Jusqu’en novembre 2025, le Museum national d’histoire naturelle (75) propose Déserts. Une grande exposition sur les milieux les plus extrêmes de notre planète, des vastes étendues désertiques aux paysages glaciaires des pôles, et sur l’adaptation du vivant au cœur de territoires inhospitaliers. Paru dans le mensuel Sciences Humaines (N°377, avril 2025), un article de Catherine Halpern.

Un tiers des terres émergées de notre planète sont des déserts ! Mais ils sont loin de tous ressembler au stéréotype de l’étendue de sable sous un soleil de plomb. Une passionnante exposition du Museum national d’histoire naturelle donne à voir les différents visages du désert tant du point de vue de ses paysages que de sa faune et de sa flore, ou des occupations humaines. Du désert d’Atacama (Chili) ou de Gobi (Chine et Mongolie) à celui du Sahara, glacés ou brûlants, les déserts ont en commun une aridité et des températures extrêmes. Ils offrent des panoramas souvent spectaculaires mais peu propices à la vie. Un défi permanent pour la faune et la flore qui sont parvenues à s’adapter à ces conditions de diverses manières.
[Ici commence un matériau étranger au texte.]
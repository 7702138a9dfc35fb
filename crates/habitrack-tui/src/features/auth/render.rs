//! Auth feature view.

use ratatui::Frame;
use ratatui::layout::Rect;
use ratatui::style::{Color, Style};
use ratatui::text::{Line, Span};
use ratatui::widgets::Paragraph;

use super::state::{AuthMode, AuthState, Field};
use crate::common::{mask, truncate_start_with_ellipsis};
use crate::overlays::render_utils::{
    InputHint, calculate_overlay_area, hint_line, render_overlay_container,
};

/// Renders the login / sign-up form centered in `area`.
pub fn render_auth(frame: &mut Frame, auth: &AuthState, area: Rect) {
    let (title, height) = match auth.mode {
        AuthMode::Login => ("Log in", 12),
        AuthMode::SignUp => ("Sign up", 16),
    };
    let popup = calculate_overlay_area(area, 56, height);
    render_overlay_container(frame, popup, title, Color::Cyan);

    let inner = Rect::new(
        popup.x + 2,
        popup.y + 1,
        popup.width.saturating_sub(4),
        popup.height.saturating_sub(2),
    );

    let mut lines = Vec::new();
    lines.push(match &auth.notice {
        Some(notice) => styled(notice, Color::Green),
        None => Line::from(""),
    });

    for field in auth.fields() {
        lines.push(styled(field_label(*field), Color::DarkGray));
        lines.push(field_line(auth, *field, inner.width));
        if auth.mode == AuthMode::SignUp
            && let Some(reason) = field_reason(auth, *field)
        {
            lines.push(styled(&reason, Color::Yellow));
        } else {
            lines.push(Line::from(""));
        }
    }

    if let Some(error) = &auth.error {
        lines.push(styled(error, Color::Red));
    } else if auth.is_submitting() {
        let text = match auth.mode {
            AuthMode::Login => "Logging in...",
            AuthMode::SignUp => "Creating account...",
        };
        lines.push(styled(text, Color::Yellow));
    }

    let body = Rect::new(inner.x, inner.y, inner.width, inner.height.saturating_sub(1));
    frame.render_widget(Paragraph::new(lines), body);

    let switch = match auth.mode {
        AuthMode::Login => "sign up",
        AuthMode::SignUp => "log in",
    };
    let submit_color = if auth.can_submit() {
        Color::Cyan
    } else {
        Color::DarkGray
    };
    let hints = [
        InputHint::new("Enter", "submit"),
        InputHint::new("Tab", "next"),
        InputHint::new("Ctrl+T", switch),
        InputHint::new("Esc", "quit"),
    ];
    let hints_area = Rect::new(
        inner.x,
        (inner.y + inner.height).saturating_sub(1),
        inner.width,
        1,
    );
    frame.render_widget(Paragraph::new(hint_line(&hints, submit_color)), hints_area);
}

fn styled(text: &str, color: Color) -> Line<'static> {
    Line::from(Span::styled(text.to_string(), Style::default().fg(color)))
}

fn field_label(field: Field) -> &'static str {
    match field {
        Field::Username => "Username",
        Field::Password => "Password",
        Field::Confirmation => "Confirm password",
    }
}

fn field_line(auth: &AuthState, field: Field, width: u16) -> Line<'static> {
    let focused = auth.focus == field;
    let raw = auth.value(field);
    let value = if field == Field::Username {
        raw
    } else {
        mask(&raw)
    };
    let value = truncate_start_with_ellipsis(&value, width.saturating_sub(3) as usize);

    let mut spans = vec![
        Span::styled(
            if focused { "> " } else { "  " },
            Style::default().fg(Color::Cyan),
        ),
        Span::styled(
            value,
            Style::default().fg(if focused { Color::White } else { Color::Gray }),
        ),
    ];
    if focused {
        spans.push(Span::styled("█", Style::default().fg(Color::Cyan)));
    }
    Line::from(spans)
}

/// Inline validation reason, shown once the user has typed into the field.
fn field_reason(auth: &AuthState, field: Field) -> Option<String> {
    let form = &auth.signup;
    match field {
        Field::Username if !form.username().is_empty() => {
            form.username_error().map(|e| e.to_string())
        }
        Field::Confirmation if !form.password().is_empty() || !form.confirmation().is_empty() => {
            form.password_error().map(|e| e.to_string())
        }
        _ => None,
    }
}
Des humains ont eux aussi réussi à élire domicile dans ces contrées inhospitalières. C’est ainsi qu’ils ont développé une garde-robe adaptée., des vêtements longs et amples des Touaregs aux tenues à multiples couches de fourrure des Inuits. Pour habiter le désert, les humains ont déployé deux stratégies principales : transformer leur milieu, notamment avec la création d’oasis, ou étendre leur mobilité de point d’eau en point d’eau ou de pâturage en pâturage. Même si le nomadisme tend à disparaître… Les déserts sont pour les chercheurs, biologistes, géologues ou anthropologues, un terrain d’exploration exceptionnel.

Un terrain d’exploration toutefois menacé : le réchauffement climatique remet en cause la survie d’animaux qui ont poussé à l’extrême leurs capacités physiologiques. Catherine Halpern

« Déserts », Museum national d’histoire naturelle : Jusqu’au 30/11/25, tous les jours de 10h à 18h. Grande Galerie de l’évolution, 36 rue Geoffroy Saint-Hilaire, 75005 Paris (Tél. : 01.40.79.56.01).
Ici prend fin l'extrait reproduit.